A key challenge of the Nigerian economy and some developing nations is the over-dependence on imports versus exports which causes forex scarcity and devaluation. The Nigerian currency has gradually devalued over the decades especially in 2015 that naira devalued almost 100% from N199 to N365 for $1.

PPPs can make manufacturing in Nigeria more attractive by ensuring local cost of production competes fairly with landed cost of importation from the top import origins- China and United states of America by creating shared infrastructure zones for manufacturing. Reference within Africa is the renowned textile manufacturing hub in Ethiopia that has already attracted brands like H&M and on track to position Ethiopia for global textile sourcing. Shared infrastructure zones is mostly design to bring down cost of production through scale. It offers shared infrastructure that SMEs may typically not have affordable access to such as production & processing capacity, electricity, warehousing and transportation.
A scaled effort between multiple private enterprises and public ones to establish and expand shared manufacturing cities with adequate infrastructure across Africa will slash cost of production especially for SMEs. The shared economy framework has proven successful and should be applied to manufacturing to reduce electricity, logistics, overhead, manufacturing capacity and depreciation costs. These manufacturing cities should also be boosted by government policies such as better implementation of local production incentives from the
government and higher import taxes on similar imported products will skew investors towards local production.
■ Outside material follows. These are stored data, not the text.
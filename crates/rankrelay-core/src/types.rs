//! Shared request/response types and the routing vocabulary.

use std::collections::HashMap;
use std::fmt;
use std::future::Future;
use std::pin::Pin;
use std::sync::Arc;

use serde::{Deserialize, Serialize};

use crate::error::{Error, Result};

/// An HTTP request in transit through the proxy.
///
/// `path` keeps the raw path and query string exactly as received so the
/// proxy can replay the request upstream byte for byte.
#[derive(Debug, Clone)]
pub struct Request {
    pub method: String,
    pub path: String,
    pub headers: HashMap<String, String>,
    pub body: Vec<u8>,
}

impl Request {
    pub fn new(method: impl Into<String>, path: impl Into<String>) -> Self {
        Self {
            method: method.into(),
            path: path.into(),
            headers: HashMap::new(),
            body: Vec::new(),
        }
    }

    /// Path without the query string.
    pub fn path_only(&self) -> &str {
        self.path.split('?').next().unwrap_or(&self.path)
    }

    /// Decoded value of a query parameter, if present.
    pub fn query_param(&self, key: &str) -> Option<String> {
        let query = self.path.split_once('?')?.1;
        for pair in query.split('&') {
            let (k, v) = pair.split_once('=').unwrap_or((pair, ""));
            if k == key {
                return Some(percent_decode(v));
            }
        }
        None
    }

    /// Replace or append a query parameter, leaving other pairs untouched.
    pub fn set_query_param(&mut self, key: &str, value: &str) {
        let (path, query) = match self.path.split_once('?') {
            Some((p, q)) => (p.to_string(), q.to_string()),
            None => (self.path.clone(), String::new()),
        };
        let mut pairs: Vec<String> = query
            .split('&')
            .filter(|p| !p.is_empty())
            .map(str::to_string)
            .collect();
        let mut replaced = false;
        for pair in pairs.iter_mut() {
            let k = pair.split('=').next().unwrap_or("");
            if k == key {
                *pair = format!("{key}={value}");
                replaced = true;
            }
        }
        if !replaced {
            pairs.push(format!("{key}={value}"));
        }
        self.path = if pairs.is_empty() {
            path
        } else {
            format!("{path}?{}", pairs.join("&"))
        };
    }
}

/// An HTTP response in transit through the proxy.
#[derive(Debug, Clone)]
pub struct Response {
    /// Protocol marker, e.g. `HTTP/1.1`.
    pub protocol: String,
    pub status: u16,
    pub headers: HashMap<String, String>,
    pub body: Vec<u8>,
}

impl Response {
    /// JSON response with content headers filled in.
    pub fn json(status: u16, body: &serde_json::Value) -> Self {
        Self::from_bytes(status, serde_json::to_vec(body).unwrap_or_default())
    }

    /// Pretty-printed JSON, for endpoints people read with curl.
    pub fn json_pretty(status: u16, body: &serde_json::Value) -> Self {
        Self::from_bytes(status, serde_json::to_vec_pretty(body).unwrap_or_default())
    }

    fn from_bytes(status: u16, body: Vec<u8>) -> Self {
        let mut headers = HashMap::new();
        headers.insert("content-type".to_string(), "application/json".to_string());
        headers.insert("content-length".to_string(), body.len().to_string());
        Self {
            protocol: "HTTP/1.1".to_string(),
            status,
            headers,
            body,
        }
    }
}

/// Persistent id of a saved query.
#[derive(Debug, Clone, Copy, PartialEq, Eq, Hash, Serialize, Deserialize)]
pub struct Qid(pub i64);

/// Persistent id of a single saved choice.
#[derive(Debug, Clone, Copy, PartialEq, Eq, Hash, Serialize, Deserialize)]
pub struct Cid(pub i64);

/// Query text extracted from a search request.
#[derive(Debug, Clone, PartialEq, Eq, Serialize, Deserialize)]
pub struct Query(pub String);

/// Candidate results pulled out of an upstream response, in upstream order.
pub type Choices = Vec<serde_json::Value>;

/// Per-choice relevance scores, index-aligned with [`Choices`].
pub type Ranks = Vec<f32>;

/// Accumulated component status, keyed by component name.
pub type StatusMap = serde_json::Map<String, serde_json::Value>;

/// Relevance labels for one saved query, index-aligned with its [`Choices`].
#[derive(Debug, Clone, Default, PartialEq)]
pub struct Labels(pub Vec<(Cid, f32)>);

impl Labels {
    pub fn label_for(&self, cid: Cid) -> Option<f32> {
        self.0.iter().find(|(c, _)| *c == cid).map(|(_, l)| *l)
    }

    pub fn len(&self) -> usize {
        self.0.len()
    }

    pub fn is_empty(&self) -> bool {
        self.0.is_empty()
    }
}

/// Identity of a tracked collaborator call.
#[derive(Debug, Clone, Copy, PartialEq, Eq, Hash)]
pub struct CallId {
    pub component: &'static str,
    pub op: &'static str,
}

impl CallId {
    pub const fn new(component: &'static str, op: &'static str) -> Self {
        Self { component, op }
    }
}

impl fmt::Display for CallId {
    fn fmt(&self, f: &mut fmt::Formatter<'_>) -> fmt::Result {
        write!(f, "{}.{}", self.component, self.op)
    }
}

/// Future type produced by route handlers.
pub type HandlerFuture = Pin<Box<dyn Future<Output = Result<Response>> + Send>>;

/// A route handler: owns the request, yields a response or an error for the
/// error pipeline.
pub type Handler = Arc<dyn Fn(Request) -> HandlerFuture + Send + Sync>;

/// Handler invoked with the error any other handler returned.
pub type ErrorHandler = Arc<dyn Fn(Error) -> HandlerFuture + Send + Sync>;

/// Path and HTTP methods a pipeline is reachable at.
#[derive(Debug, Clone, PartialEq, Eq)]
pub struct PathBinding {
    pub path: String,
    pub methods: Vec<String>,
}

impl PathBinding {
    pub fn new(path: impl Into<String>, methods: &[&str]) -> Self {
        Self {
            path: path.into(),
            methods: methods.iter().map(|m| m.to_string()).collect(),
        }
    }
}

/// Routing table handed to the server: one binding and handler per pipeline,
/// plus the error handler dispatch falls back to.
pub struct RouteTable {
    pub search: (PathBinding, Handler),
    pub train: (PathBinding, Handler),
    pub status: (PathBinding, Handler),
    pub error: (PathBinding, ErrorHandler),
}

fn percent_decode(s: &str) -> String {
    let bytes = s.as_bytes();
    let mut out = Vec::with_capacity(bytes.len());
    let mut i = 0;
    while i < bytes.len() {
        match bytes[i] {
            b'+' => {
                out.push(b' ');
                i += 1;
            }
            b'%' if i + 2 < bytes.len() => {
                match (hex_val(bytes[i + 1]), hex_val(bytes[i + 2])) {
                    (Some(hi), Some(lo)) => {
                        out.push(hi * 16 + lo);
                        i += 3;
                    }
                    _ => {
                        out.push(b'%');
                        i += 1;
                    }
                }
            }
            b => {
                out.push(b);
                i += 1;
            }
        }
    }
    String::from_utf8_lossy(&out).into_owned()
}

fn hex_val(b: u8) -> Option<u8> {
    match b {
        b'0'..=b'9' => Some(b - b'0'),
        b'a'..=b'f' => Some(b - b'a' + 10),
        b'A'..=b'F' => Some(b - b'A' + 10),
        _ => None,
    }
}

#[cfg(test)]
mod tests {
    use super::*;

    #[test]
    fn query_param_decodes_value() {
        let req = Request::new("GET", "/idx/_search?q=hello%20world&size=5");
        assert_eq!(req.query_param("q").as_deref(), Some("hello world"));
        assert_eq!(req.query_param("size").as_deref(), Some("5"));
        assert_eq!(req.query_param("missing"), None);
    }

    #[test]
    fn query_param_decodes_plus_as_space() {
        let req = Request::new("GET", "/_search?q=rust+proxy");
        assert_eq!(req.query_param("q").as_deref(), Some("rust proxy"));
    }

    #[test]
    fn set_query_param_replaces_in_place() {
        let mut req = Request::new("GET", "/idx/_search?size=10&q=x");
        req.set_query_param("size", "100");
        assert_eq!(req.path, "/idx/_search?size=100&q=x");
    }

    #[test]
    fn set_query_param_appends_when_missing() {
        let mut req = Request::new("GET", "/idx/_search");
        req.set_query_param("size", "30");
        assert_eq!(req.path, "/idx/_search?size=30");
        assert_eq!(req.path_only(), "/idx/_search");
    }

    #[test]
    fn response_json_sets_content_headers() {
        let resp = Response::json(200, &serde_json::json!({"ok": true}));
        assert_eq!(resp.status, 200);
        assert_eq!(
            resp.headers.get("content-type").map(String::as_str),
            Some("application/json")
        );
        assert_eq!(
            resp.headers.get("content-length").cloned(),
            Some(resp.body.len().to_string())
        );
    }

    #[test]
    fn labels_lookup_by_cid() {
        let labels = Labels(vec![(Cid(1), 0.0), (Cid(2), 1.0)]);
        assert_eq!(labels.label_for(Cid(2)), Some(1.0));
        assert_eq!(labels.label_for(Cid(9)), None);
        assert_eq!(labels.len(), 2);
    }

    #[test]
    fn call_id_formats_as_component_dot_op() {
        assert_eq!(CallId::new("EsCodex", "magnify").to_string(), "EsCodex.magnify");
    }
}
Population forecast for Nigeria is 402million by 2050. With a current
unemployment rate of 23.1%, population may not be a great blessing if local production doesn’t aggressively grow to create more employment and minimize pressure on local currency. Local manufacturing is imperative to create multiple steams of employment across the value chain: from raw materials back ward integration, transportation, actual manufacturing, distribution, branding and retailing.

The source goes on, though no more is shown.